Activity:
Take the records underneath and set them down exactly.

== Segment start ==

//! Project registry routes

use axum::{
    extract::{Path, State},
    http::StatusCode,
    routing::{get, post},
    Json, Router,
};
use serde::Deserialize;
use serde_json::json;

use super::{invalid, storage, SuccessResponse};
use crate::events::EVENT_PROJECTS_UPDATED;
use crate::file_storage::projects::{self, CreateProjectInput, Project};
use crate::server::error::{ApiError, ApiResult, JsonBody};
use crate::server::ServerAppState;

pub fn router() -> Router<ServerAppState> {
    Router::new()
        .route("/api/projects", get(list_projects).post(create_project))
        .route(
            "/api/projects/:id",
            get(get_project).patch(rename_project).delete(delete_project),
        )
        .route("/api/projects/:id/favorite", post(toggle_favorite))
}

#[derive(Debug, Deserialize)]
#[serde(rename_all = "camelCase")]
pub struct RenameProjectRequest {
    pub name: String,
}

fn notify_projects_changed(state: &ServerAppState) {
    state
        .broadcaster
        .broadcast_global(EVENT_PROJECTS_UPDATED, json!({}));
}

async fn list_projects(State(state): State<ServerAppState>) -> ApiResult<Json<Vec<Project>>> {
    Ok(Json(storage(projects::list_projects(&state.data_dir))?))
}

async fn create_project(
    State(state): State<ServerAppState>,
    JsonBody(input): JsonBody<CreateProjectInput>,
) -> ApiResult<(StatusCode, Json<Project>)> {
    let project = invalid(projects::create_project(&state.data_dir, &input))?;
    log::info!("[Projects] Registered {} ({})", project.name, project.path);
    notify_projects_changed(&state);
    Ok((StatusCode::CREATED, Json(project)))
}

async fn get_project(
    State(state): State<ServerAppState>,
    Path(id): Path<String>,
) -> ApiResult<Json<Project>> {
    Ok(Json(state.project(&id)?))
}

async fn rename_project(
    State(state): State<ServerAppState>,
    Path(id): Path<String>,
    JsonBody(request): JsonBody<RenameProjectRequest>,
) -> ApiResult<Json<Project>> {
    state.project(&id)?;
    let project = invalid(projects::rename_project(&state.data_dir, &id, &request.name))?;
    notify_projects_changed(&state);
    Ok(Json(project))
}

async fn toggle_favorite(
    State(state): State<ServerAppState>,
    Path(id): Path<String>,
) -> ApiResult<Json<serde_json::Value>> {
    state.project(&id)?;
    let is_favorite = storage(projects::toggle_project_favorite(&state.data_dir, &id))?;
    notify_projects_changed(&state);
    Ok(Json(json!({ "isFavorite": is_favorite })))
}

/// Unregister a project. Refused while its agent, a loop or a shell command runs.
async fn delete_project(
    State(state): State<ServerAppState>,
    Path(id): Path<String>,
) -> ApiResult<Json<SuccessResponse>> {
    let project = state.project(&id)?;

    if state.agent_manager.is_active(&id) {
        return Err(ApiError::Conflict(
            "Stop the project's agent before deleting it".to_string(),
        ));
    }
    if state.ralph_loops.active_task(&id).is_some() {
        return Err(ApiError::Conflict(
            "Stop the project's Ralph loop before deleting it".to_string(),
        ));
    }
    if !state.shell.list(&id).is_empty() {
        return Err(ApiError::Conflict(
            "Shell commands are still running for this project".to_string(),
        ));
    }

    storage(projects::delete_project(&state.data_dir, &id))?;
    state.git_state.forget(&project.path);
    state.agent_manager.forget_project(&id);
    log::info!("[Projects] Deleted {}", id);
    notify_projects_changed(&state);
    Ok(SuccessResponse::ok())
}
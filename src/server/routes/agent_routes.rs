//! Interactive agent routes

use axum::{
    extract::{Path, State},
    routing::{get, post},
    Json, Router,
};
use serde::Deserialize;
use serde_json::json;

use crate::agents::{AgentStatusInfo, ResourceStatus, SendMessageResult};
use crate::server::error::{ApiError, ApiResult, JsonBody};
use crate::server::ServerAppState;

pub fn router() -> Router<ServerAppState> {
    Router::new()
        .route("/api/projects/:id/agent/message", post(send_message))
        .route("/api/projects/:id/agent/stop", post(stop_agent))
        .route("/api/projects/:id/agent/status", get(agent_status))
        .route("/api/agents/resources", get(resources))
}

#[derive(Debug, Deserialize)]
#[serde(rename_all = "camelCase")]
pub struct SendMessageRequest {
    pub message: String,
    pub conversation_id: Option<String>,
}

async fn send_message(
    State(state): State<ServerAppState>,
    Path(id): Path<String>,
    JsonBody(request): JsonBody<SendMessageRequest>,
) -> ApiResult<Json<SendMessageResult>> {
    let project = state.project(&id)?;

    if state.ralph_loops.active_task(&id).is_some() {
        return Err(ApiError::Conflict(
            "A Ralph loop is running for this project".to_string(),
        ));
    }

    let result = state.agent_manager.send_message(
        &project,
        request.conversation_id.as_deref(),
        &request.message,
    )?;
    Ok(Json(result))
}

async fn stop_agent(
    State(state): State<ServerAppState>,
    Path(id): Path<String>,
) -> ApiResult<Json<serde_json::Value>> {
    state.project(&id)?;
    let stopped = state.agent_manager.stop(&id);
    Ok(Json(json!({ "stopped": stopped })))
}

async fn agent_status(
    State(state): State<ServerAppState>,
    Path(id): Path<String>,
) -> ApiResult<Json<AgentStatusInfo>> {
    state.project(&id)?;
    Ok(Json(state.agent_manager.status(&id)))
}

async fn resources(State(state): State<ServerAppState>) -> Json<ResourceStatus> {
    Json(state.agent_manager.resource_status())
}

== Segment end ==

Worked solution:
//! Project registry routes

use axum::{
    extract::{Path, State},
    http::StatusCode,
    routing::{get, post},
    Json, Router,
};
use serde::Deserialize;
use serde_json::json;

use super::{invalid, storage, SuccessResponse};
use crate::events::EVENT_PROJECTS_UPDATED;
use crate::file_storage::projects::{self, CreateProjectInput, Project};
use crate::server::error::{ApiError, ApiResult, JsonBody};
use crate::server::ServerAppState;

pub fn router() -> Router<ServerAppState> {
    Router::new()
        .route("/api/projects", get(list_projects).post(create_project))
        .route(
            "/api/projects/:id",
            get(get_project).patch(rename_project).delete(delete_project),
        )
        .route("/api/projects/:id/favorite", post(toggle_favorite))
}

#[derive(Debug, Deserialize)]
#[serde(rename_all = "camelCase")]
pub struct RenameProjectRequest {
    pub name: String,
}

fn notify_projects_changed(state: &ServerAppState) {
    state
        .broadcaster
        .broadcast_global(EVENT_PROJECTS_UPDATED, json!({}));
}

async fn list_projects(State(state): State<ServerAppState>) -> ApiResult<Json<Vec<Project>>> {
    Ok(Json(storage(projects::list_projects(&state.data_dir))?))
}

async fn create_project(
    State(state): State<ServerAppState>,
    JsonBody(input): JsonBody<CreateProjectInput>,
) -> ApiResult<(StatusCode, Json<Project>)> {
    let project = invalid(projects::create_project(&state.data_dir, &input))?;
    log::info!("[Projects] Registered {} ({})", project.name, project.path);
    notify_projects_changed(&state);
    Ok((StatusCode::CREATED, Json(project)))
}

async fn get_project(
    State(state): State<ServerAppState>,
    Path(id): Path<String>,
) -> ApiResult<Json<Project>> {
    Ok(Json(state.project(&id)?))
}

async fn rename_project(
    State(state): State<ServerAppState>,
    Path(id): Path<String>,
    JsonBody(request): JsonBody<RenameProjectRequest>,
) -> ApiResult<Json<Project>> {
    state.project(&id)?;
    let project = invalid(projects::rename_project(&state.data_dir, &id, &request.name))?;
    notify_projects_changed(&state);
    Ok(Json(project))
}

async fn toggle_favorite(
    State(state): State<ServerAppState>,
    Path(id): Path<String>,
) -> ApiResult<Json<serde_json::Value>> {
    state.project(&id)?;
    let is_favorite = storage(projects::toggle_project_favorite(&state.data_dir, &id))?;
    notify_projects_changed(&state);
    Ok(Json(json!({ "isFavorite": is_favorite })))
}

/// Unregister a project. Refused while its agent, a loop or a shell command runs.
async fn delete_project(
    State(state): State<ServerAppState>,
    Path(id): Path<String>,
) -> ApiResult<Json<SuccessResponse>> {
    let project = state.project(&id)?;

    if state.agent_manager.is_active(&id) {
        return Err(ApiError::Conflict(
            "Stop the project's agent before deleting it".to_string(),
        ));
    }
    if state.ralph_loops.active_task(&id).is_some() {
        return Err(ApiError::Conflict(
            "Stop the project's Ralph loop before deleting it".to_string(),
        ));
    }
    if !state.shell.list(&id).is_empty() {
        return Err(ApiError::Conflict(
            "Shell commands are still running for this project".to_string(),
        ));
    }

    storage(projects::delete_project(&state.data_dir, &id))?;
    state.git_state.forget(&project.path);
    state.agent_manager.forget_project(&id);
    log::info!("[Projects] Deleted {}", id);
    notify_projects_changed(&state);
    Ok(SuccessResponse::ok())
}
filename src/server/routes/agent_routes.rs
//! Interactive agent routes

use axum::{
    extract::{Path, State},
    routing::{get, post},
    Json, Router,
};
use serde::Deserialize;
use serde_json::json;

use crate::agents::{AgentStatusInfo, ResourceStatus, SendMessageResult};
use crate::server::error::{ApiError, ApiResult, JsonBody};
use crate::server::ServerAppState;

pub fn router() -> Router<ServerAppState> {
    Router::new()
        .route("/api/projects/:id/agent/message", post(send_message))
        .route("/api/projects/:id/agent/stop", post(stop_agent))
        .route("/api/projects/:id/agent/status", get(agent_status))
        .route("/api/agents/resources", get(resources))
}

#[derive(Debug, Deserialize)]
#[serde(rename_all = "camelCase")]
pub struct SendMessageRequest {
    pub message: String,
    pub conversation_id: Option<String>,
}

async fn send_message(
    State(state): State<ServerAppState>,
    Path(id): Path<String>,
    JsonBody(request): JsonBody<SendMessageRequest>,
) -> ApiResult<Json<SendMessageResult>> {
    let project = state.project(&id)?;

    if state.ralph_loops.active_task(&id).is_some() {
        return Err(ApiError::Conflict(
            "A Ralph loop is running for this project".to_string(),
        ));
    }

    let result = state.agent_manager.send_message(
        &project,
        request.conversation_id.as_deref(),
        &request.message,
    )?;
    Ok(Json(result))
}

async fn stop_agent(
    State(state): State<ServerAppState>,
    Path(id): Path<String>,
) -> ApiResult<Json<serde_json::Value>> {
    state.project(&id)?;
    let stopped = state.agent_manager.stop(&id);
    Ok(Json(json!({ "stopped": stopped })))
}

async fn agent_status(
    State(state): State<ServerAppState>,
    Path(id): Path<String>,
) -> ApiResult<Json<AgentStatusInfo>> {
    state.project(&id)?;
    Ok(Json(state.agent_manager.status(&id)))
}

async fn resources(State(state): State<ServerAppState>) -> Json<ResourceStatus> {
    Json(state.agent_manager.resource_status())
}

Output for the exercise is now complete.